# Operating Systems (Honor Track)

Memory 2: Virtual Memory (Con't), Caching and TLBs

Xin Jin Spring 2023

Acknowledgments: Ion Stoica, Berkeley CS 162

#### Recap: Base and Bound (with Translation)



#### Recap: Implementation of Multi-Segment Model



- - Segment number mapped into base/limit pair
  - Base added to offset to generate physical address
  - Error check catches offset out of range
- As many chunks of physical memory as entries
  - Segment addressed by portion of virtual address
  - However, could be included in instruction instead:
    - » x86 Example: mov [es:bx],ax.
- What is "V/N" (valid / not valid)?
  - Can mark segments as invalid; requires check as well

## Recap: How to Implement Simple Paging?



- Page Table (One per process)
  - Resides in physical memory
  - Contains physical page and permission for each virtual page (e.g.

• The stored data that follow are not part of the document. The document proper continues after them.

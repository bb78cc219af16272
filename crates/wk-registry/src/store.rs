// SPDX-License-Identifier: MIT

//! Composes the registry, operator, state manager, and context persistence
//! collaborator into the single facade the toolkit hands out to callers.

use parking_lot::Mutex;
use serde::{Deserialize, Serialize};
use std::sync::Arc;
use wk_core::{Clock, KitError, WindowId};

use crate::context::{ContextPersistence, InMemoryContextPersistence};
use crate::operator::WindowOperator;
use crate::registry::WindowRegistry;
use crate::state_manager::WindowStateManager;

#[derive(Debug, Clone, Default, Serialize, Deserialize)]
pub struct WindowStoreConfig {
    /// Caps the number of simultaneously registered windows. `None` means
    /// unbounded.
    #[serde(default)]
    pub max_windows: Option<usize>,
}

pub struct WindowStore<C: Clock = wk_core::SystemClock> {
    pub registry: WindowRegistry,
    pub operator: WindowOperator,
    pub state: WindowStateManager<C>,
    context: Arc<dyn ContextPersistence>,
    config: WindowStoreConfig,
    focus_stack: Mutex<Vec<WindowId>>,
}

impl<C: Clock> WindowStore<C> {
    pub fn new(
        registry: WindowRegistry,
        state: WindowStateManager<C>,
        context: Arc<dyn ContextPersistence>,
        config: WindowStoreConfig,
    ) -> Self {
        let operator = WindowOperator::new(registry.clone());
        Self { registry, operator, state, context, config, focus_stack: Mutex::new(Vec::new()) }
    }

    /// Builds a store backed by the in-memory context store, for hosts that
    /// don't need cross-session context persistence.
    pub fn with_in_memory_context(registry: WindowRegistry, state: WindowStateManager<C>, config: WindowStoreConfig) -> Self {
        Self::new(registry, state, Arc::new(InMemoryContextPersistence::new()), config)
    }

    /// Registers a freshly created window, rejecting it if doing so would
    /// exceed the configured `max_windows`.
    pub fn add(&self, id: WindowId, name: impl Into<String>, window: Arc<dyn wk_core::HostWindow>) -> Result<(), KitError> {
        if let Some(max) = self.config.max_windows {
            if self.registry.count() >= max {
                return Err(KitError::window(format!("window limit of {max} reached")));
            }
        }
        self.registry.register(id, name, window);
        Ok(())
    }

    pub async fn remove(&self, id: &WindowId) -> Result<(), KitError> {
        self.state.unmanage(id);
        self.unfocus(id);
        self.registry.unregister(id);
        self.context.clear(id).await
    }

    /// Records `id` as the topmost focused window, deduplicating: if it is
    /// already on the stack it is moved to the top rather than duplicated.
    pub fn focus(&self, id: &WindowId) {
        let mut stack = self.focus_stack.lock();
        stack.retain(|existing| existing != id);
        stack.push(id.clone());
    }

    fn unfocus(&self, id: &WindowId) {
        self.focus_stack.lock().retain(|existing| existing != id);
    }

    pub fn focused_window(&self) -> Option<WindowId> {
        self.focus_stack.lock().last().cloned()
    }

    /// The window focused immediately before the current one, or `None` if
    /// fewer than two windows have ever been focused.
    pub fn previous_focused_window(&self) -> Option<WindowId> {
        let stack = self.focus_stack.lock();
        let len = stack.len();
        if len < 2 {
            return None;
        }
        stack.get(len - 2).cloned()
    }

    pub fn list_by_group(&self, group: &str) -> Vec<WindowId> {
        self.registry.group_ids(group)
    }

    pub fn count_by_group(&self, group: &str) -> usize {
        self.registry.group_ids(group).len()
    }

    pub fn show_group(&self, group: &str) {
        for id in self.registry.group_ids(group) {
            self.operator.show(&id);
        }
    }

    pub fn hide_group(&self, group: &str) {
        for id in self.registry.group_ids(group) {
            self.operator.hide(&id);
        }
    }

    pub fn focus_group(&self, group: &str) {
        for id in self.registry.group_ids(group) {
            self.operator.focus(&id);
            self.focus(&id);
        }
    }

    /// Closes every window in `group`, yielding between each one so the UI
    /// gets a tick to process each close before the next is scheduled.
    pub async fn close_group(&self, group: &str) {
        let ids = self.registry.group_ids(group);
        for id in ids {
            self.operator.close(&id);
            tokio::task::yield_now().await;
        }
    }
}

#[cfg(test)]
#[path = "store_tests.rs"]
mod tests;
// SPDX-License-Identifier: MIT

//! Guarded wrappers over host window operations: every call first checks
//! the target is live, then silently no-ops if not. Holds no state of its
//! own beyond the registry it reads from.

use std::sync::Arc;
use wk_core::{HostWindow, KitError, WindowId};

use crate::registry::WindowRegistry;

#[derive(Clone)]
pub struct WindowOperator {
    registry: WindowRegistry,
}

impl WindowOperator {
    pub fn new(registry: WindowRegistry) -> Self {
        Self { registry }
    }

    fn live(&self, id: &WindowId) -> Option<Arc<dyn HostWindow>> {
        let window = self.registry.get_by_id(id)?;
        if window.is_destroyed() {
            return None;
        }
        Some(window)
    }

    pub fn show(&self, id: &WindowId) {
        if let Some(w) = self.live(id) {
            w.show();
        }
    }

    pub fn hide(&self, id: &WindowId) {
        if let Some(w) = self.live(id) {
            w.hide();
        }
    }

    pub fn minimize(&self, id: &WindowId) {
        if let Some(w) = self.live(id) {
            w.minimize();
        }
    }

    pub fn restore(&self, id: &WindowId) {
        if let Some(w) = self.live(id) {
            w.restore();
        }
    }

    pub fn maximize(&self, id: &WindowId) {
        if let Some(w) = self.live(id) {
            w.maximize();
        }
    }

    pub fn unmaximize(&self, id: &WindowId) {
        if let Some(w) = self.live(id) {
            w.unmaximize();
        }
    }

    pub fn toggle_fullscreen(&self, id: &WindowId) {
        if let Some(w) = self.live(id) {
            w.set_fullscreen(!w.is_fullscreen());
        }
    }

    pub fn focus(&self, id: &WindowId) {
        if let Some(w) = self.live(id) {
            w.focus();
        }
    }

    pub fn close(&self, id: &WindowId) {
        if let Some(w) = self.live(id) {
            w.close();
        }
    }

    pub fn destroy(&self, id: &WindowId) {
        if let Some(w) = self.live(id) {
            w.destroy();
        }
    }

    pub async fn send(&self, id: &WindowId, channel: &str, data: Vec<u8>) -> Result<(), KitError> {
        match self.live(id) {
            Some(w) => w.send(channel, data).await,
            None => Err(KitError::transport(format!("send to destroyed or unknown window {id}"))),
        }
    }

    pub fn open_dev_tools(&self, id: &WindowId) {
        if let Some(w) = self.live(id) {
            w.open_dev_tools();
        }
    }

    pub fn close_dev_tools(&self, id: &WindowId) {
        if let Some(w) = self.live(id) {
            w.close_dev_tools();
        }
    }

    pub fn is_dev_tools_opened(&self, id: &WindowId) -> bool {
        self.live(id).map(|w| w.is_dev_tools_opened()).unwrap_or(false)
    }
}

#[cfg(test)]
#[path = "operator_tests.rs"]
mod tests;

Valid bits, Read, Write, etc.)
- Virtual address mapping
  - Offset from Virtual address copied to Physical Address
    - » Example: 10 bit offset  $\Rightarrow$  1024-byte pages
  - Virtual page # is all remaining bits
    - » Example for 32-bits: 32-10 = 22 bits, i.e. 4 million entries
    - » Physical page # copied from table into physical address
  - Check Page Table bounds and permissions

#### Recap: Page Table Discussion

- What needs to be switched on a context switch?
  - Page table pointer and limit
- What provides protection here?
  - Translation (per process) and dual-mode!
  - Can't let process alter its own page table!
- Analysis
  - Pros
    - » Simple memory allocation
    - » Easy to share
  - Con: What if address space is sparse?
    - » E.g., on UNIX, code starts at 0, stack starts at  $(2^{31}-1)$
    - » With 4KB pages, need 1 million page table entries!
  - Con: What if table really big?
    - » Not all pages used all the time  $\Rightarrow$  would be nice to have working set of page table in memory
- Simple Page table is way too big!
  - Does it all need to be in memory?
  - How about multi-level paging?
  - or combining paging and segmentation

#### How to Structure a Page Table

Page Table is a map (function) from VPN to PPN



- Simple page table corresponds to a *very large* lookup table
  - VPN is index into table, each entry contains PPN
- What other map structures can you think of?
  - Trees?
  - Hash Tables?

### Fix for sparse address space: The two-level page table



#### Page Table Entry (PTE)

- What is in a Page Table Entry (or PTE)?
  - Pointer to next-level page table or to actual page
  - Flags: valid, read-only, read-write, write-only, etc.
- How do we use the PTE?
  - Invalid PTE can imply different things:
    - » Region of address space is actually invalid or
    - » Page/directory is just somewhere else than memory
  - Validity checked first
    - » OS can use other bits for location info

#### Page Table Entry (PTE)

- Usage Example: Demand Paging
  - Keep only active pages in memory
  - Place others on disk and mark their PTEs invalid
- Usage Example: Copy on Write
  - UNIX fork gives copy of parent address space to child
    - » Address spaces disconnected after child created
  - How to do this cheaply?
    - » Make copy of parent's page tables (point at same memory)
    - » Mark entries in both sets of page tables as read-only
    - » Page fault on write creates two copies
- Usage Example: Zero Fill On Demand
  - New data pages must carry no information (say be zeroed)
  - Mark PTEs as invalid; page fault on use gets zeroed page
  - Often, OS creates zeroed pages in background

### Sharing with multilevel page tables



# **Summary: Two-Level Paging**



### **Summary: Two-Level Paging**



#### Multi-level Translation: Segments + Pages

- What about a tree of tables?
  - Lowest level page table ⇒ memory still allocated with bitmap
  - Higher levels often segmented
- Could have any number of levels. Example (top segment):



- What must be saved/restored on context switch?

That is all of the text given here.